A novel Arg362Ser mutation in the sterol 27-hydroxylase gene (CYP27): its effects on pre-mRNA splicing and enzyme activity.

A novel C to A mutation in the sterol 27-hydroxylase gene (CYP27) was identified by sequencing amplified CYP27 gene products from a patient with cerebrotendinous xanthomatosis (CTX). The mutation changed the adrenodoxin cofactor binding residue 362Arg to 362Ser (CGT 362Arg to AGT 362Ser), and was responsible for deficiency in the sterol 27-hydroxylase activity, as confirmed by expression of mutant cDNA into COS-1 cells. Quantitative analysis showed that the expression of CYP27 gene mRNA in the patient represented 52.5% of the normal level. As the mutation occurred at the penultimate nucleotide of exon 6 (-2 position of exon 6-intron 6 splice site) of the gene, we hypothesized that the mutation may partially affect the normal splicing efficiency in exon 6 and cause alternative splicing elsewhere, which resulted in decreased transcript in the patient.
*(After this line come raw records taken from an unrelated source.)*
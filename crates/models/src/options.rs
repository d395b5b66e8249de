use super::RepoId;

/// A branch to index, as a (name, commit identifier) pair.
#[derive(Clone, Debug, PartialEq, Eq, serde::Serialize, serde::Deserialize)]
#[serde(rename_all = "camelCase")]
pub struct Branch {
    pub name: String,
    /// Commit identifier the branch resolves to.
    pub version: String,
}

impl Branch {
    pub fn new(name: impl Into<String>, version: impl Into<String>) -> Self {
        Self {
            name: name.into(),
            version: version.into(),
        }
    }
}

/// IndexOptions is the per-repository specification of what the builder
/// should produce. Structural equality of two IndexOptions decides whether a
/// repository's shards are current: a queue entry is "indexed" exactly when
/// the options of its last successful build equal its desired options.
#[derive(Clone, Debug, Default, PartialEq, serde::Serialize, serde::Deserialize)]
#[serde(rename_all = "camelCase", default)]
pub struct IndexOptions {
    pub repo_id: RepoId,
    /// Display name, used for logs and shard filenames only.
    pub name: String,
    pub clone_url: String,
    /// Ordered branch list. An empty list means the repository is empty and
    /// is recorded as such with a synthetic shard.
    pub branches: Vec<Branch>,
    /// Glob patterns of large files to index despite the size limit.
    pub large_files: Vec<String>,
    /// Whether to extract symbol information.
    pub symbols: bool,
    pub priority: f64,
    pub public: bool,
    pub fork: bool,
    pub archived: bool,
    /// Whether this repository may be built incrementally from its prior
    /// shards.
    pub allow_delta: bool,
    /// Number of preexisting shards beyond which a delta build aborts back
    /// to a full build.
    pub delta_shard_threshold: u64,
}

impl IndexOptions {
    /// Fields that change the byte content of shards. Two options with equal
    /// content fields can differ only in metadata, which is rewritable in
    /// place via the sidecars.
    pub fn content_eq(&self, other: &IndexOptions) -> bool {
        self.repo_id == other.repo_id
            && self.name == other.name
            && self.branches == other.branches
            && self.large_files == other.large_files
            && self.symbols == other.symbols
    }
}
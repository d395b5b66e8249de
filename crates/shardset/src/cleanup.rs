//! Reconciliation of the shard directory against the owned repository set.
//!
//! Cleanup is a pure pass over the directory listing plus the owned set and
//! an injected wall-clock time; it keeps no background state. The caller
//! holds the directory lock for the duration of a run.

use crate::journal::Journal;
use crate::meta;
use crate::scan::{self, ShardEntry};
use crate::{ShardDir, ShardFile};
use models::RepoId;
use std::collections::HashSet;
use std::path::{Path, PathBuf};
use std::time::{Duration, SystemTime};

#[derive(Clone, Debug)]
pub struct CleanupConfig {
    /// How long a shard may sit in the trash before it is deleted for good.
    pub trash_max_age: Duration,
    /// Whether repositories held inside compound shards are tombstoned in
    /// place rather than evicted with the whole shard. Read once at startup
    /// and stable for the process lifetime.
    pub tombstone_compounds: bool,
}

impl Default for CleanupConfig {
    fn default() -> Self {
        Self {
            trash_max_age: Duration::from_secs(24 * 60 * 60),
            tombstone_compounds: false,
        }
    }
}

/// One reconciliation pass. Rules apply in a fixed order; every rule leaves
/// the directory in a state the next rule (and the next run) can classify
/// again, which is what makes the pass idempotent.
#[tracing::instrument(skip_all, fields(dir = ?dir.root(), owned = owned.len()))]
pub fn run(
    dir: &ShardDir,
    owned: &HashSet<RepoId>,
    now: SystemTime,
    cfg: &CleanupConfig,
    journal: &Journal,
) -> anyhow::Result<()> {
    let mut cls = scan::classify(dir, cfg.tombstone_compounds)?;

    // Trashed shards past the age limit, or conflicting with a live shard
    // for the same repository, are deleted outright.
    let trash_ids: Vec<RepoId> = cls.trash.keys().copied().collect();
    for id in trash_ids {
        let expired = cls.trash[&id]
            .iter()
            .any(|e| age(now, e.file.mtime) > cfg.trash_max_age);
        let conflict = cls.index.contains_key(&id);
        if expired || conflict {
            let entries = cls.trash.remove(&id).expect("id was just enumerated");
            delete_entries(&entries, journal);
        }
    }
    for file in &cls.trash_unreadable {
        // No sidecar to date them by repo; age out on mtime alone.
        if age(now, file.mtime) > cfg.trash_max_age {
            delete_file(&file.path, file.len, journal, "-", RepoId::new(0));
        } else if file.mtime > now {
            touch(&file.path, now);
        }
    }

    // Eviction times in the future would defer deletion indefinitely.
    for entries in cls.trash.values() {
        for e in entries {
            if e.file.mtime > now {
                touch(&e.file.path, now);
            }
        }
    }

    // A live or trashed copy supersedes a tombstoned one.
    cls.tombstoned
        .retain(|id, _| !cls.index.contains_key(id) && !cls.trash.contains_key(id));

    // A repository present in more than one live shard set, or under
    // inconsistent names (a rename), is inconsistent: drop every occurrence
    // and let re-indexing recreate it.
    let index_ids: Vec<RepoId> = cls.index.keys().copied().collect();
    for id in index_ids {
        let entries = &cls.index[&id];
        let prefixes: HashSet<&str> = entries.iter().map(|e| set_prefix(&e.file)).collect();
        let names: HashSet<&str> = entries.iter().map(|e| e.entry.name.as_str()).collect();
        if prefixes.len() > 1 || names.len() > 1 {
            tracing::warn!(
                %id,
                shards = ?entries.iter().map(|e| e.file.base_name().to_string()).collect::<Vec<_>>(),
                "repository is inconsistent on disk, dropping all occurrences"
            );
            let entries = cls.index.remove(&id).expect("id was just enumerated");
            delete_or_tombstone(&entries, cfg, journal);
        }
    }

    // Owned repositories waiting in the trash come back.
    let restore_ids: Vec<RepoId> = cls
        .trash
        .keys()
        .filter(|id| owned.contains(id))
        .copied()
        .collect();
    for id in restore_ids {
        let entries = cls.trash.remove(&id).expect("id was just enumerated");
        move_set(&entries, dir.root(), now, journal, "restore");
    }

    // Owned repositories surviving only as tombstones come back in place.
    for (id, holder) in &cls.tombstoned {
        if !owned.contains(id) {
            continue;
        }
        match meta::set_tombstone(&holder.file.path, *id, false) {
            Ok(()) => journal.record(
                "untombstone",
                &holder.file.path,
                holder.file.len,
                &holder.entry.name,
                *id,
            ),
            Err(err) => {
                tracing::warn!(%id, %err, "failed to clear tombstone");
            }
        }
    }

    // Live repositories no longer owned are evicted: tombstoned in place
    // when they live inside a compound shard and tombstoning is on, moved
    // to the trash otherwise.
    for (id, entries) in &cls.index {
        if owned.contains(id) {
            continue;
        }
        if cfg.tombstone_compounds && entries.iter().all(|e| e.file.is_compound()) {
            for e in entries {
                match meta::set_tombstone(&e.file.path, *id, true) {
                    Ok(()) => {
                        journal.record("tombstone", &e.file.path, e.file.len, &e.entry.name, *id)
                    }
                    Err(err) => {
                        tracing::warn!(%id, %err, "failed to tombstone");
                    }
                }
            }
        } else {
            move_set(entries, &dir.trash_dir(), now, journal, "trash");
        }
    }

    // Crash residue: companions without their witness, and shards whose
    // sidecar cannot be read (those go through the trash so an operator has
    // the recovery window).
    for file in &cls.orphaned {
        delete_file(&file.path, file.len, journal, "-", RepoId::new(0));
    }
    for file in &cls.unreadable {
        let dest = dir.trash_dir().join(file.base_name());
        match std::fs::rename(&file.path, &dest) {
            Ok(()) => {
                touch(&dest, now);
                journal.record("trash", &file.path, file.len, "-", RepoId::new(0));
            }
            Err(err) => {
                tracing::warn!(shard = %file.base_name(), %err, "failed to trash unreadable shard");
            }
        }
    }

    sweep_residue(dir)?;
    Ok(())
}
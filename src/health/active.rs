//! Active health checking for one service.
//!
//! # Responsibilities
//! - Keep every target in exactly one of two pools, healthy or unhealthy
//! - Poll each pool on its own cadence
//! - Debounce probe outcomes and report boundary crossings upward
//!
//! # Design Decisions
//! - Each tick works on a snapshot of its pool, so a target moved by the
//!   other loop mid-tick is not probed twice
//! - Probes within a tick run one after another, in snapshot order
//! - Cancellation is checked before every probe; a result that arrives
//!   after cancellation is dropped
//! - A failed balancer mutation is logged, polling continues

use std::sync::{Arc, Mutex, PoisonError};
use std::time::Duration;

use tokio::task::JoinHandle;
use tokio::time::{self, Instant, MissedTickBehavior};
use tokio_util::sync::CancellationToken;

use crate::health::probe::{Probe, ProbeError};
use crate::health::state::{HealthState, Hysteresis};
use crate::health::HealthCheckTarget;
use crate::load_balancer::StatusPropagator;
use crate::observability::metrics;

/// Cadence and hysteresis of a service health check.
#[derive(Debug, Clone, Copy, PartialEq, Eq)]
pub struct HealthCheckSettings {
    pub interval: Duration,
    pub unhealthy_interval: Duration,
    pub timeout: Duration,
    pub fails_threshold: u32,
    pub passes_threshold: u32,
}

impl HealthCheckSettings {
    /// Replace zero durations: interval and timeout by their defaults,
    /// the unhealthy interval by the interval.
    pub fn normalized(self) -> Self {
        let defaults = Self::default();
        let non_zero = |value: Duration, fallback: Duration| {
            if value.is_zero() {
                fallback
            } else {
                value
            }
        };
        let interval = non_zero(self.interval, defaults.interval);
        Self {
            interval,
            unhealthy_interval: non_zero(self.unhealthy_interval, interval),
            timeout: non_zero(self.timeout, defaults.timeout),
            ..self
        }
    }
}

impl Default for HealthCheckSettings {
    fn default() -> Self {
        Self {
            interval: Duration::from_secs(30),
            unhealthy_interval: Duration::from_secs(30),
            timeout: Duration::from_secs(5),
            fails_threshold: 1,
            passes_threshold: 1,
        }
    }
}

/// A target together with its outcome counters.
#[derive(Debug)]
struct TrackedTarget {
    target: HealthCheckTarget,
    hysteresis: Mutex<Hysteresis>,
}

type Pool = Mutex<Vec<Arc<TrackedTarget>>>;

/// Health checker of one service.
#[derive(Debug)]
pub struct ServiceHealthChecker {
    service: String,
    settings: HealthCheckSettings,
    probe: Probe,
    propagator: Arc<StatusPropagator>,
    healthy: Pool,
    unhealthy: Pool,
}

impl ServiceHealthChecker {
    pub fn new(
        service: impl Into<String>,
        settings: HealthCheckSettings,
        probe: Probe,
        propagator: Arc<StatusPropagator>,
        targets: Vec<HealthCheckTarget>,
    ) -> Self {
        let settings = settings.normalized();
        let tracked = targets
            .into_iter()
            .map(|target| {
                Arc::new(TrackedTarget {
                    target,
                    hysteresis: Mutex::new(Hysteresis::new(
                        settings.fails_threshold,
                        settings.passes_threshold,
                    )),
                })
            })
            .collect();

        Self {
            service: service.into(),
            settings,
            probe,
            propagator,
            healthy: Mutex::new(tracked),
            unhealthy: Mutex::new(Vec::new()),
        }
    }

    pub fn service(&self) -> &str {
        &self.service
    }

    pub fn settings(&self) -> &HealthCheckSettings {
        &self.settings
    }

    /// Names of targets currently in the given pool.
    pub fn targets_in(&self, state: HealthState) -> Vec<String> {
        lock(self.pool(state))
            .iter()
            .map(|t| t.target.name.clone())
            .collect()
    }

    /// Spawn the healthy and unhealthy polling loops under `scope`.
    pub fn launch(self: &Arc<Self>, scope: &CancellationToken) -> Vec<JoinHandle<()>> {
        tracing::info!(
            service = %self.service,
            interval = ?self.settings.interval,
            unhealthy_interval = ?self.settings.unhealthy_interval,
            targets = lock(&self.healthy).len(),
            "Health checker starting"
        );

        [HealthState::Healthy, HealthState::Unhealthy]
            .into_iter()
            .map(|state| tokio::spawn(self.clone().poll(state, scope.clone())))
            .collect()
    }

    async fn poll(self: Arc<Self>, state: HealthState, scope: CancellationToken) {
        let period = match state {
            HealthState::Healthy => self.settings.interval,
            HealthState::Unhealthy => self.settings.unhealthy_interval,
        };
        let mut ticker = time::interval_at(Instant::now() + period, period);
        ticker.set_missed_tick_behavior(MissedTickBehavior::Delay);

        loop {
            tokio::select! {
                biased;
                _ = scope.cancelled() => break,
                _ = ticker.tick() => {}
            }
            self.check_pool(state, &scope).await;
        }

        tracing::debug!(service = %self.service, pool = ?state, "Health check loop stopped");
    }

    /// Probe every target of one pool once.
    pub async fn check_pool(&self, state: HealthState, scope: &CancellationToken) {
        let snapshot: Vec<Arc<TrackedTarget>> = lock(self.pool(state)).clone();

        for tracked in snapshot {
            if scope.is_cancelled() {
                return;
            }
            let outcome = self.probe.check(&tracked.target.name).await;
            if scope.is_cancelled() {
                return;
            }
            self.apply(&tracked, state, outcome);
        }
    }

    fn apply(&self, tracked: &Arc<TrackedTarget>, pool: HealthState, outcome: Result<(), ProbeError>) {
        let target = &tracked.target;
        let success = outcome.is_ok();
        match &outcome {
            Ok(()) => {
                tracing::debug!(service = %self.service, target = %target.name, "Health check passed");
            }
            Err(e) => {
                tracing::debug!(service = %self.service, target = %target.name, error = %e, "Health check failed");
            }
        }
        metrics::record_server_up(&self.service, &target.name, success);

        let (transition, current) = {
            let mut hysteresis = lock(&tracked.hysteresis);
            let transition = hysteresis.record(success);
            (transition, hysteresis.state())
        };

        if let Some(state) = transition {
            metrics::record_transition(&self.service, state.is_up());
            let result = match state {
                HealthState::Healthy => {
                    tracing::info!(service = %self.service, target = %target.name, "Target is healthy again");
                    self.propagator.mark_up(&target.name, target.weight)
                }
                HealthState::Unhealthy => {
                    tracing::warn!(
                        service = %self.service,
                        target = %target.name,
                        error = %outcome.as_ref().err().map(ToString::to_string).unwrap_or_default(),
                        "Target is unhealthy"
                    );
                    self.propagator.mark_down(&target.name)
                }
            };
            if let Err(e) = result {
                tracing::error!(
                    service = %self.service,
                    target = %target.name,
                    error = %e,
                    "Failed to update balancer"
                );
            }
        }

        if current != pool {
            self.refile(tracked, pool, current);
        }
    }

    fn refile(&self, tracked: &Arc<TrackedTarget>, from: HealthState, to: HealthState) {
        lock(self.pool(from)).retain(|t| !Arc::ptr_eq(t, tracked));
        lock(self.pool(to)).push(tracked.clone());
    }

    fn pool(&self, state: HealthState) -> &Pool {
        match state {
            HealthState::Healthy => &self.healthy,
            HealthState::Unhealthy => &self.unhealthy,
        }
    }
}

fn lock<T>(mutex: &Mutex<T>) -> std::sync::MutexGuard<'_, T> {
    mutex.lock().unwrap_or_else(PoisonError::into_inner)
}

#[cfg(test)]
mod tests {
    use super::*;
    use crate::health::probe::TcpProbe;
    use crate::load_balancer::{Balancer, RoundRobin};
    use crate::runtime::records::{ServerState, ServerStatus};

    fn checker(targets: &[&str], fails: u32) -> (Arc<ServiceHealthChecker>, Arc<StatusPropagator>) {
        let lb = Arc::new(RoundRobin::new("api"));
        for target in targets {
            lb.add_target(target, 1).unwrap();
        }
        let propagator = Arc::new(StatusPropagator::new("api", lb, ServerStatus::default()));
        let settings = HealthCheckSettings {
            fails_threshold: fails,
            timeout: Duration::from_millis(200),
            ..Default::default()
        };
        let probe = Probe::Tcp(TcpProbe::new(None, None, None, settings.timeout));
        let targets = targets
            .iter()
            .map(|t| HealthCheckTarget::new(*t, 1))
            .collect();
        let checker = ServiceHealthChecker::new("api", settings, probe, propagator.clone(), targets);
        (Arc::new(checker), propagator)
    }

    fn closed_port() -> String {
        let listener = std::net::TcpListener::bind("127.0.0.1:0").unwrap();
        let addr = listener.local_addr().unwrap();
        drop(listener);
        addr.to_string()
    }

    #[test]
    fn test_zero_durations_are_replaced() {
        let settings = HealthCheckSettings {
            interval: Duration::ZERO,
            unhealthy_interval: Duration::ZERO,
            timeout: Duration::ZERO,
            ..Default::default()
        }
        .normalized();
        assert_eq!(settings.interval, Duration::from_secs(30));
        assert_eq!(settings.unhealthy_interval, Duration::from_secs(30));
        assert_eq!(settings.timeout, Duration::from_secs(5));

        let settings = HealthCheckSettings {
            interval: Duration::from_millis(100),
            unhealthy_interval: Duration::ZERO,
            ..Default::default()
        }
        .normalized();
        assert_eq!(settings.unhealthy_interval, Duration::from_millis(100));
    }

    #[tokio::test]
    async fn test_zero_interval_checker_launches() {
        let lb = Arc::new(RoundRobin::new("api"));
        let propagator = Arc::new(StatusPropagator::new("api", lb, ServerStatus::default()));
        let settings = HealthCheckSettings {
            interval: Duration::ZERO,
            unhealthy_interval: Duration::ZERO,
            ..Default::default()
        };
        let probe = Probe::Tcp(TcpProbe::new(None, None, None, settings.timeout));
        let checker = Arc::new(ServiceHealthChecker::new("api", settings, probe, propagator, Vec::new()));
        assert_eq!(checker.settings().interval, Duration::from_secs(30));

        let scope = CancellationToken::new();
        let handles = checker.launch(&scope);
        scope.cancel();
        for handle in handles {
            handle.await.unwrap();
        }
    }

    #[tokio::test]
    async fn test_failing_target_moves_after_threshold() {
        let dead = closed_port();
        let (checker, propagator) = checker(&[dead.as_str()], 2);
        let scope = CancellationToken::new();

        checker.check_pool(HealthState::Healthy, &scope).await;
        assert_eq!(checker.targets_in(HealthState::Healthy), vec![dead.clone()]);
        assert_eq!(propagator.balancer().list_targets(), vec![dead.clone()]);

        checker.check_pool(HealthState::Healthy, &scope).await;
        assert!(checker.targets_in(HealthState::Healthy).is_empty());
        assert_eq!(checker.targets_in(HealthState::Unhealthy), vec![dead.clone()]);
        assert!(propagator.balancer().list_targets().is_empty());
        assert_eq!(propagator.server_status().get(&dead), Some(ServerState::Down));
    }

    #[tokio::test]
    async fn test_cancelled_scope_skips_probes() {
        let dead = closed_port();
        let (checker, propagator) = checker(&[dead.as_str()], 1);
        let scope = CancellationToken::new();
        scope.cancel();

        checker.check_pool(HealthState::Healthy, &scope).await;
        assert_eq!(checker.targets_in(HealthState::Healthy), vec![dead.clone()]);
        assert_eq!(propagator.balancer().list_targets(), vec![dead]);
    }

    #[tokio::test]
    async fn test_launch_stops_on_cancel() {
        let (checker, _) = checker(&["127.0.0.1:1"], 1);
        let scope = CancellationToken::new();
        let handles = checker.launch(&scope);
        assert_eq!(handles.len(), 2);

        scope.cancel();
        for handle in handles {
            time::timeout(Duration::from_secs(1), handle)
                .await
                .expect("loop did not stop")
                .unwrap();
        }
    }
}
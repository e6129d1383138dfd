//! Observability subsystem.
//!
//! # Data Flow
//! ```text
//! All subsystems produce:
//!     → tracing events (structured fields: service, target, router)
//!     → metrics.rs (gauges and counters)
//!
//! Consumers:
//!     → logging.rs subscriber (stdout, pretty or JSON)
//!     → Prometheus scrape endpoint
//! ```

pub mod logging;
pub mod metrics;
//! Lifecycle management subsystem.
//!
//! # Data Flow
//! ```text
//! Shutdown (shutdown.rs):
//!     Root cancellation token
//!     → child tokens per health-check generation
//!     → trigger() cancels every loop
//!
//! Signals (signals.rs):
//!     SIGTERM/SIGINT → Trigger graceful shutdown
//! ```
//!
//! # Design Decisions
//! - One root token per process; every background task runs under a child
//! - Shutdown waits for health-check loops to exit before returning

pub mod shutdown;
pub mod signals;

pub use shutdown::Shutdown;
pub use signals::shutdown_signal;
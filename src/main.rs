//! Proxy Supervisor
//!
//! Control plane process: keeps the runtime picture of routers, services and
//! middlewares for every configuration generation and probes backends.
//!
//! # Architecture Overview
//!
//! ```text
//!   static config (TOML)          dynamic config (TOML, watched)
//!          │                                │
//!          ▼                                ▼
//!   ┌─────────────┐   generation    ┌──────────────────┐
//!   │   config    │ ──────────────▶ │    supervisor    │
//!   └─────────────┘                 │  runtime records │
//!                                   │  routing graph   │
//!                                   │  entry points    │
//!                                   └────────┬─────────┘
//!                                            │ rearm
//!                                            ▼
//!   ┌─────────────┐  mark_up/down   ┌──────────────────┐
//!   │load_balancer│ ◀────────────── │  health engine   │ ───▶ backends
//!   │ propagators │                 │ (per-service     │
//!   └─────────────┘                 │  dual cadence)   │
//!                                   └──────────────────┘
//! ```

use std::path::PathBuf;

use clap::Parser;

use proxy_supervisor::config::dynamic::Configuration;
use proxy_supervisor::config::loader::{load_config, load_dynamic_config};
use proxy_supervisor::config::watcher::ConfigWatcher;
use proxy_supervisor::config::SupervisorConfig;
use proxy_supervisor::lifecycle::{shutdown_signal, Shutdown};
use proxy_supervisor::observability::{logging, metrics};
use proxy_supervisor::Supervisor;

#[derive(Parser)]
#[command(name = "proxy-supervisor")]
#[command(about = "Runtime configuration supervisor and health checker", long_about = None)]
struct Cli {
    /// Static configuration file.
    #[arg(short, long)]
    config: Option<PathBuf>,

    /// Dynamic configuration file, overrides `providers.file.path`.
    #[arg(short, long)]
    dynamic: Option<PathBuf>,

    /// Apply the dynamic configuration once, print the runtime records as JSON and exit.
    #[arg(long)]
    check: bool,
}

#[tokio::main]
async fn main() -> Result<(), Box<dyn std::error::Error>> {
    let cli = Cli::parse();

    let config = match &cli.config {
        Some(path) => load_config(path)?,
        None => SupervisorConfig::default(),
    };

    logging::init(&config.observability)?;
    tracing::info!(version = env!("CARGO_PKG_VERSION"), "proxy-supervisor starting");
    tracing::info!(
        entry_points = config.entry_points.len(),
        "Configuration loaded"
    );

    let dynamic_path = cli.dynamic.clone().or_else(|| {
        config
            .providers
            .file
            .as_ref()
            .map(|file| PathBuf::from(&file.path))
    });
    let watch = cli.dynamic.is_some()
        || config.providers.file.as_ref().is_some_and(|file| file.watch);

    let initial = match &dynamic_path {
        Some(path) => load_dynamic_config(path)?,
        None => {
            tracing::warn!("No dynamic configuration provider, starting empty");
            Configuration::default()
        }
    };

    let shutdown = Shutdown::new();
    let supervisor = Supervisor::new(&config, &shutdown);

    if cli.check {
        let snapshot = supervisor.apply(initial).await;
        supervisor.stop().await;
        println!("{}", serde_json::to_string_pretty(&snapshot.runtime)?);
        return Ok(());
    }

    if config.observability.metrics_enabled {
        match config.observability.metrics_address.parse() {
            Ok(addr) => metrics::init_metrics(addr)?,
            Err(e) => tracing::error!(
                metrics_address = %config.observability.metrics_address,
                error = %e,
                "Failed to parse metrics address"
            ),
        }
    }

    supervisor.apply(initial).await;

    // Keep the notify watcher alive for the life of the loop.
    let (_watcher, mut updates) = match dynamic_path.filter(|_| watch) {
        Some(path) => {
            let (watcher, updates) = ConfigWatcher::new(&path);
            (Some(watcher.run()?), Some(updates))
        }
        None => (None, None),
    };

    let signal = shutdown_signal();
    tokio::pin!(signal);

    loop {
        tokio::select! {
            _ = &mut signal => break,
            Some(configuration) = next_update(&mut updates) => {
                supervisor.apply(configuration).await;
            }
        }
    }

    shutdown.trigger();
    supervisor.stop().await;

    tracing::info!("Shutdown complete");
    Ok(())
}

async fn next_update(
    updates: &mut Option<tokio::sync::mpsc::UnboundedReceiver<Configuration>>,
) -> Option<Configuration> {
    match updates {
        Some(rx) => rx.recv().await,
        None => std::future::pending().await,
    }
}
Transfection of constructed minigenes, with or without the mutation, into COS-1 cells confirmed that the mutant minigene was responsible for a mRNA species alternatively spliced at an activated cryptic 5' splice site 88 bp upstream from the 3' end of exon 6. Our data suggest that the C to A mutation at the penultimate nucleotide of exon 6 of the CYP27 gene not only causes the deficiency in the sterol 27-hydroxylase activity, but also partially leads to alternative pre-mRNA splicing of the gene. To our knowledge, this is the first report regarding effects on pre-mRNA splicing of a mutation at the -2 position of a 5' splice site.